"""

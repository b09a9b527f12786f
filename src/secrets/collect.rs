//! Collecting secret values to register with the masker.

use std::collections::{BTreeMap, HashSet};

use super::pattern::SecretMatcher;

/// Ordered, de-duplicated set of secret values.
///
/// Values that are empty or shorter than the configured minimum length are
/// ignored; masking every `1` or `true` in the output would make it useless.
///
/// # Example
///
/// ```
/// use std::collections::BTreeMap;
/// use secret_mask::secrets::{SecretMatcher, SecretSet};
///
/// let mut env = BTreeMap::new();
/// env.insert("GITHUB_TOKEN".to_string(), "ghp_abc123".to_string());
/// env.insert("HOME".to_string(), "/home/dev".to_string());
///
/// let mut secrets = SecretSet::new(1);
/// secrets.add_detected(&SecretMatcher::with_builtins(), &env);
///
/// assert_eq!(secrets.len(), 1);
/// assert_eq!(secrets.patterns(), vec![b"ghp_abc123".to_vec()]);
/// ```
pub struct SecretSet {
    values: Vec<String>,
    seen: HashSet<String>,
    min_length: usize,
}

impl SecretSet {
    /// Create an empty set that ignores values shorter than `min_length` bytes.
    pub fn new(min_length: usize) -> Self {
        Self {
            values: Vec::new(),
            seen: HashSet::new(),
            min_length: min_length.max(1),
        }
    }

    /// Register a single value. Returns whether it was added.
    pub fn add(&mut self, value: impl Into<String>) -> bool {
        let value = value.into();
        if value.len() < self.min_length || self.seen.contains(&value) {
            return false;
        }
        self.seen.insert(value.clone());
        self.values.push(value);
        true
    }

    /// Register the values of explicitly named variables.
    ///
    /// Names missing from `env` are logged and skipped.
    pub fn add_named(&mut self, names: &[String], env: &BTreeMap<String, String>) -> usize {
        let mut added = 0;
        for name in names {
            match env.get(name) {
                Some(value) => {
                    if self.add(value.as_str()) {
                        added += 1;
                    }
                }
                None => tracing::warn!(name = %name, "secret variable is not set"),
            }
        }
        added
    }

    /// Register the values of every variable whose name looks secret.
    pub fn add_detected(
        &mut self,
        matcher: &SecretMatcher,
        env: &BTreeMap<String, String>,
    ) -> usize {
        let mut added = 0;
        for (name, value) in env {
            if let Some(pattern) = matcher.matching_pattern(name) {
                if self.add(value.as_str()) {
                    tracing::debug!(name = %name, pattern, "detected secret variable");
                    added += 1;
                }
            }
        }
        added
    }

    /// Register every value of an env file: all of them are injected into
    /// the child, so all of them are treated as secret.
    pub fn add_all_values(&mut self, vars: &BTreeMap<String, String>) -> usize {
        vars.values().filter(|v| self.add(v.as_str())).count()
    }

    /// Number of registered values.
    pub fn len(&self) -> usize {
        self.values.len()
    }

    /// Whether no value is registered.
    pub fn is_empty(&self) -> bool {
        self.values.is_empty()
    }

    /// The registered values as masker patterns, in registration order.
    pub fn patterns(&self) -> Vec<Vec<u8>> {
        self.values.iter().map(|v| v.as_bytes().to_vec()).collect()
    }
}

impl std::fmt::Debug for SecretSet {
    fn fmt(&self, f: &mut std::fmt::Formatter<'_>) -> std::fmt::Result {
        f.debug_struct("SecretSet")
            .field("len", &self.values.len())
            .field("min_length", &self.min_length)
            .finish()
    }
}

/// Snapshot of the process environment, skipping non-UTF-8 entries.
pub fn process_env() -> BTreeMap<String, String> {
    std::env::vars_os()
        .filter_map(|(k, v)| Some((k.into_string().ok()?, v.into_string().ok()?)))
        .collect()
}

"""

How to complete this task: Reproduce verbatim the lines above, from the line with "name looks secret." through the line with "if let Some(pattern)".

Task solution:
    /// Register the values of every variable whose name looks secret.
    pub fn add_detected(
        &mut self,
        matcher: &SecretMatcher,
        env: &BTreeMap<String, String>,
    ) -> usize {
        let mut added = 0;
        for (name, value) in env {
            if let Some(pattern) = matcher.matching_pattern(name) {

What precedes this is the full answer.